Bob Jones University’s statements on race parallel Weaver’s Lost Cause apologia. The drama that Weaver both records and continues is a romance caught at a potentially tragic crisis point. The old rules of chivalry drive the action or rather reaction. Weaver’s hero, the southern Cavalier, moves more than acts. He is a man of leisure and good birth who simply is, until a moment of deadly crisis. When he is challenged, as if in a duel, his duty is to “serve the eternal verities” of the established order. Destruction, ruin, bankruptcy, injury are all irrelevant to preserving truth and maintaining “good form.” Guiding him is an unspoken code duello.

Even nearly one hundred and fifty years after the Civil War, the rhetorical drama of the Old South still persists in tiny provincial cultural pockets like Bob Jones University. Within the enduring rhetorical romance of sectarian religion, the code duello informs and contains conflict.  Intersecting Richard Weaver’s Old South drama with my previous description of rhetorical romance is a productive critical project. Each analysis rounds out the other and might provide a more organic explanation for the persisting romance in a micro-culture like southern fundamentalism.

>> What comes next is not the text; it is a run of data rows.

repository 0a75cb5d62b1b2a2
use thiserror::Error;

#[derive(Clone, Copy, Debug, PartialEq, Eq, Hash)]
pub enum BotCommand {
    Start,
    Help,
    Menu,
    Cancel,
    Invoice,
    Debtor,
}

impl BotCommand {
    pub const ALL: [BotCommand; 6] =
        [Self::Start, Self::Help, Self::Menu, Self::Cancel, Self::Invoice, Self::Debtor];

    pub fn name(self) -> &'static str {
        match self {
            Self::Start => "start",
            Self::Help => "help",
            Self::Menu => "menu",
            Self::Cancel => "cancel",
            Self::Invoice => "invoice",
            Self::Debtor => "debtor",
        }
    }

    /// One-line description shown in the client's command list.
    pub fn description(self) -> &'static str {
        match self {
            Self::Start => "Open the dashboard",
            Self::Help => "How to use the assistant",
            Self::Menu => "Show the main menu",
            Self::Cancel => "Cancel the current action",
            Self::Invoice => "Create a sales invoice",
            Self::Debtor => "Create a debtor account",
        }
    }
}

#[derive(Clone, Debug, Error, PartialEq, Eq)]
pub enum CommandParseError {
    #[error("not a bot command: {0}")]
    NotACommand(String),
    #[error("unsupported bot command: /{0}")]
    UnsupportedCommand(String),
}

/// Parses `/name`, `/name@botname` and `/name args`. Arguments are ignored;
/// every supported command is a bare trigger.
pub fn parse_command(text: &str) -> Result<BotCommand, CommandParseError> {
    let trimmed = text.trim();
    let Some(rest) = trimmed.strip_prefix('/') else {
        return Err(CommandParseError::NotACommand(trimmed.to_owned()));
    };

    let token = rest.split_whitespace().next().unwrap_or_default();
    let name = token.split('@').next().unwrap_or_default().to_ascii_lowercase();

    BotCommand::ALL
        .into_iter()
        .find(|command| command.name() == name)
        .ok_or(CommandParseError::UnsupportedCommand(name))
}

#[cfg(test)]
mod tests {
    use super::{parse_command, BotCommand, CommandParseError};

    #[test]
    fn parses_bare_and_addressed_commands() {
        assert_eq!(parse_command("/start"), Ok(BotCommand::Start));
        assert_eq!(parse_command("  /Invoice@aiaa_bot now "), Ok(BotCommand::Invoice));
        assert_eq!(parse_command("/cancel please"), Ok(BotCommand::Cancel));
    }

    #[test]
    fn rejects_plain_text_and_unknown_commands() {
        assert_eq!(
            parse_command("sales today"),
            Err(CommandParseError::NotACommand("sales today".to_owned()))
        );
        assert_eq!(
            parse_command("/pizza"),
            Err(CommandParseError::UnsupportedCommand("pizza".to_owned()))
        );
        assert_eq!(parse_command("/"), Err(CommandParseError::UnsupportedCommand(String::new())));
    }

    #[test]
    fn every_command_round_trips_through_its_name() {
        for command in BotCommand::ALL {
            assert_eq!(parse_command(&format!("/{}", command.name())), Ok(command));
        }
    }
}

Such an intersection also broadens BJU’s connection with the “segregationist ethos” of its founding family. Agrarianism, provincialism, populism, commerce, societal hierarchy, religion, nativism, and racism all goaded the Confederacy in their Romance-turned-tragedy. In our critical sweep, we, too, must avoid containing our cultural sin of racism in the South, in fundamentalism, or in Bob Jones University. The arcane mask these romantics don to distract their Other’s gaze from their own ugliness tempts us to our own form of tragedy. The Please-Reconcile effort was a comic attempt at removing their mask and correcting that sin without killing off the humanity underneath.

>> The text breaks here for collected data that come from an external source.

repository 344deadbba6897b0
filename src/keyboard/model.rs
use crate::keyboard::finger::{self, Finger, FingerAssignment, Hand};

/// Code for characters that have no key on the layout. Never highlighted.
pub const UNKNOWN_CODE: &str = "Unknown";
pub const SPACE_CODE: &str = "Space";
pub const ENTER_CODE: &str = "Enter";
pub const TAB_CODE: &str = "Tab";
pub const BACKSPACE_CODE: &str = "Backspace";
pub const SHIFT_LEFT_CODE: &str = "ShiftLeft";
pub const SHIFT_RIGHT_CODE: &str = "ShiftRight";
/// Code for a typed character the layout has no key for. Matched literally.
pub const TEXT_CODE: &str = "Text";

/// Keys outside the four character rows that still count as typing input.
const EXTRA_INPUT_CODES: &[&str] = &[
    SPACE_CODE,
    ENTER_CODE,
    TAB_CODE,
    SHIFT_LEFT_CODE,
    SHIFT_RIGHT_CODE,
    TEXT_CODE,
];

/// Physical key identifiers by position, independent of the printed layout.
const POSITION_CODES: [&[&str]; 4] = [
    &[
        "Backquote", "Digit1", "Digit2", "Digit3", "Digit4", "Digit5", "Digit6", "Digit7",
        "Digit8", "Digit9", "Digit0", "Minus", "Equal",
    ],
    &[
        "KeyQ", "KeyW", "KeyE", "KeyR", "KeyT", "KeyY", "KeyU", "KeyI", "KeyO", "KeyP",
        "BracketLeft", "BracketRight", "Backslash",
    ],
    &[
        "KeyA", "KeyS", "KeyD", "KeyF", "KeyG", "KeyH", "KeyJ", "KeyK", "KeyL", "Semicolon",
        "Quote",
    ],
    &[
        "KeyZ", "KeyX", "KeyC", "KeyV", "KeyB", "KeyN", "KeyM", "Comma", "Period", "Slash",
    ],
];

/// Maps characters to the physical keys that produce them.
///
/// The typing session only asks two questions of a table: which key a
/// character lives on, and whether an incoming key code belongs to the
/// input alphabet at all.
pub trait KeycodeTable {
    /// Physical key code for `ch`, or [`UNKNOWN_CODE`] when the layout has none.
    fn code_for(&self, ch: char) -> &'static str;

    fn accepts(&self, code: &str) -> bool;
}

#[derive(Clone, Debug)]
pub struct PhysicalKey {
    pub code: &'static str,
    pub base: char,
    pub shifted: char,
}

#[derive(Clone, Debug)]
pub struct KeyboardModel {
    pub name: &'static str,
    pub rows: Vec<Vec<PhysicalKey>>,
}

impl KeyboardModel {
    /// Build a layout from (base, shifted) character strings, one pair per row.
    fn from_rows(name: &'static str, rows: [(&str, &str); 4]) -> Self {
        let rows = rows
            .iter()
            .zip(POSITION_CODES.iter())
            .map(|((base, shifted), codes)| {
                codes
                    .iter()
                    .zip(base.chars().zip(shifted.chars()))
                    .map(|(&code, (base, shifted))| PhysicalKey {
                        code,
                        base,
                        shifted,
                    })
                    .collect()
            })
            .collect();
        Self { name, rows }
    }

    pub fn qwerty() -> Self {
        Self::from_rows(
            "qwerty",
            [
                ("`1234567890-=", "~!@#$%^&*()_+"),
                ("qwertyuiop[]\\", "QWERTYUIOP{}|"),
                ("asdfghjkl;'", "ASDFGHJKL:\""),
                ("zxcvbnm,./", "ZXCVBNM<>?"),
            ],
        )
    }

    pub fn dvorak() -> Self {
        Self::from_rows(
            "dvorak",
            [
                ("`1234567890[]", "~!@#$%^&*(){}"),
                ("',.pyfgcrl/=\\", "\"<>PYFGCRL?+|"),
                ("aoeuidhtns-", "AOEUIDHTNS_"),
                (";qjkxbmwvz", ":QJKXBMWVZ"),
            ],
        )
    }

    pub fn colemak() -> Self {
        Self::from_rows(
            "colemak",
            [
                ("`1234567890-=", "~!@#$%^&*()_+"),
                ("qwfpgjluy;[]\\", "QWFPGJLUY:{}|"),
                ("arstdhneio'", "ARSTDHNEIO\""),
                ("zxcvbkm,./", "ZXCVBKM<>?"),
            ],
        )
    }

    pub fn names() -> &'static [&'static str] {
        &["qwerty", "dvorak", "colemak"]
    }

    pub fn from_name(name: &str) -> Self {
        match name {
            "dvorak" => Self::dvorak(),
            "colemak" => Self::colemak(),
            _ => Self::qwerty(),
        }
    }

    pub fn physical_key_for(&self, ch: char) -> Option<&PhysicalKey> {
        self.find_key_position(ch).map(|(r, c)| &self.rows[r][c])
    }

    fn find_key_position(&self, ch: char) -> Option<(usize, usize)> {
        for (row_idx, row) in self.rows.iter().enumerate() {
            for (col_idx, key) in row.iter().enumerate() {
                if key.base == ch || key.shifted == ch {
                    return Some((row_idx, col_idx));
                }
            }
        }
        None
    }

    fn find_code_position(&self, code: &str) -> Option<(usize, usize)> {
        for (row_idx, row) in self.rows.iter().enumerate() {
            if let Some(col_idx) = row.iter().position(|key| key.code == code) {
                return Some((row_idx, col_idx));
            }
        }
        None
    }

    /// Code to report for a character that actually arrived from the keyboard.
    /// Characters off the layout still count as input, they just get no key.
    pub fn input_code_for(&self, ch: char) -> &'static str {
        match self.code_for(ch) {
            UNKNOWN_CODE => TEXT_CODE,
            code => code,
        }
    }

    /// Shifted face of the key whose unshifted face is `ch`.
    pub fn shifted_for(&self, ch: char) -> Option<char> {
        self.rows
            .iter()
            .flatten()
            .find(|key| key.base == ch)
            .map(|key| key.shifted)
    }

    /// True when `ch` is the shifted face of its key.
    pub fn requires_shift(&self, ch: char) -> bool {
        self.physical_key_for(ch)
            .is_some_and(|pk| pk.shifted == ch && pk.base != ch)
    }

    /// Finger for a physical key code. Space goes to the thumbs, the other
    /// extra keys to the pinky on their side.
    pub fn finger_for_code(&self, code: &str) -> Option<FingerAssignment> {
        match code {
            SPACE_CODE => Some(FingerAssignment::new(Hand::Right, Finger::Thumb)),
            ENTER_CODE | SHIFT_RIGHT_CODE => {
                Some(FingerAssignment::new(Hand::Right, Finger::Pinky))
            }
            TAB_CODE | SHIFT_LEFT_CODE => Some(FingerAssignment::new(Hand::Left, Finger::Pinky)),
            _ => self
                .find_code_position(code)
                .map(|(row, col)| finger::finger_for_position(row, col)),
        }
    }
}

impl Default for KeyboardModel {
    fn default() -> Self {
        Self::qwerty()
    }
}

impl KeycodeTable for KeyboardModel {
    fn code_for(&self, ch: char) -> &'static str {
        match ch {
            ' ' => SPACE_CODE,
            '\n' => ENTER_CODE,
            '\t' => TAB_CODE,
            _ => self
                .physical_key_for(ch)
                .map(|pk| pk.code)
                .unwrap_or(UNKNOWN_CODE),
        }
    }

    fn accepts(&self, code: &str) -> bool {
        EXTRA_INPUT_CODES.contains(&code) || self.find_code_position(code).is_some()
    }
}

Further study intersecting southern fundamentalism with the Lost Cause drama would expose the salience and endurance possible (or not) in newer Lost Cause movements like Doug Wilson’s Federal Vision, southern secessionism, and identity Christianity. At the root of the problem within Southern romantic apologia is a juggling of the usual mystical purpose with the pragmatic agency. That is, by relegating the divine to the means of propping up a societal hierarchy, participants in the rhetorical drama are distracted from the essentially preservationist motive in their micro-culture. Further contrasting southern with northern fundamentalism, tracing how Weaver’s agrarianism found resonance in mid-century northern conservatism, and mapping the dramatistic similarities between the Civil War and current culture wars would productively assist scholars in deconstructing tragedy and creating a comic corrective.

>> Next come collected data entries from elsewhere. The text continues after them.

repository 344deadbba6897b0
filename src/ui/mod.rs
pub mod components;
pub mod layout;
pub mod theme;
pub mod paragraphs;
pub mod remote;
pub mod words;

use rust_embed::Embed;
use serde::{Deserialize, Serialize};

use crate::config::Config;
use crate::error::ContentError;

#[derive(Embed)]
#[folder = "assets/content/"]
struct ContentAssets;

/// Where the next passage comes from.
#[derive(Clone, Copy, Debug, Default, PartialEq, Eq, Serialize, Deserialize, clap::ValueEnum)]
#[serde(rename_all = "lowercase")]
pub enum ContentSource {
    /// Random words from the bundled word list
    Array,
    /// A random paragraph from the bundled collection
    #[default]
    Json,
    /// A quote from the quotes API
    #[serde(alias = "ninja")]
    #[value(alias = "ninja")]
    Quote,
    /// A random encyclopedia summary
    #[serde(alias = "wikipedia")]
    #[value(alias = "wikipedia")]
    Encyclopedia,
    /// Text from a local generation server
    #[serde(alias = "ai")]
    #[value(alias = "ai")]
    Generated,
}

impl ContentSource {
    pub const ALL: [ContentSource; 5] = [
        ContentSource::Array,
        ContentSource::Json,
        ContentSource::Quote,
        ContentSource::Encyclopedia,
        ContentSource::Generated,
    ];

    pub fn label(self) -> &'static str {
        match self {
            ContentSource::Array => "random words",
            ContentSource::Json => "paragraph",
            ContentSource::Quote => "quote",
            ContentSource::Encyclopedia => "encyclopedia",
            ContentSource::Generated => "generated",
        }
    }

    pub fn next(self) -> Self {
        let idx = Self::ALL.iter().position(|&s| s == self).unwrap_or(0);
        Self::ALL[(idx + 1) % Self::ALL.len()]
    }

    pub fn is_remote(self) -> bool {
        matches!(
            self,
            ContentSource::Quote | ContentSource::Encyclopedia | ContentSource::Generated
        )
    }
}

/// Supplies raw passage text. Failures leave the caller's session untouched.
pub trait PassageSource {
    fn fetch(&mut self) -> Result<String, ContentError>;
}

/// The same text every time; backs `--file` and restarts.
pub struct FixedText(pub String);

impl PassageSource for FixedText {
    fn fetch(&mut self) -> Result<String, ContentError> {
        if self.0.trim().is_empty() {
            return Err(ContentError::Empty);
        }
        Ok(self.0.clone())
    }
}

pub fn source_for(kind: ContentSource, config: &Config) -> Box<dyn PassageSource + Send> {
    match kind {
        ContentSource::Array => Box::new(words::WordList::load()),
        ContentSource::Json => Box::new(paragraphs::ParagraphSource::load()),
        ContentSource::Quote => Box::new(remote::QuoteSource::new(
            &config.quote_endpoint,
            config.quote_api_key.clone(),
        )),
        ContentSource::Encyclopedia => {
            Box::new(remote::EncyclopediaSource::new(&config.encyclopedia_endpoint))
        }
        ContentSource::Generated => {
            Box::new(remote::GeneratedTextSource::new(&config.generator_endpoint))
        }
    }
}

fn embedded_json<T: serde::de::DeserializeOwned + Default>(name: &str) -> T {
    ContentAssets::get(name)
        .and_then(|file| serde_json::from_slice(file.data.as_ref()).ok())
        .unwrap_or_default()
}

A revealing moment in this interaction was the P-R’s admittance that they were shocked at their alma mater’s pervasively racist reputation. They offer one explanation that BJU is really not as racist as it seems, giving their alma mater a face-saving “out.” Another possible explanation is that the legal confrontation of BJU’s interracial dating prohibition sent the “segregationist ethos” far underground. The presumed inequality of the races remained in behind-closed-doors meetings. The students from both the North and the South who attended and graduated after 1983 Supreme Court case—which includes every member of the Please-Reconcile team—were witless about the racist foundation. They had been raised in the prevailing notion of “color-blindness” which made them deaf to the coded racism. They were literal-minded, morally earnest, personally outspoken, and driven to “do right.” Perhaps, by shedding the Old South rhetoric that was so prominent in BJU’s pre-1964 days and by generalizing for a larger audience, BJU was forging the tools for its own first homegrown public confrontation.

This intersection of the North with the Old South, of integrationist with separatist, of post-1983 students with pre-1964 administrators, of a second-generation Pollack with an Old South morality play — by putting together these two disparate “terms” we have our last place of freedom, Burke would say. In the end, such perspective by incongruity is our best source of comic correction keeping us from being too hopelessly ourselves.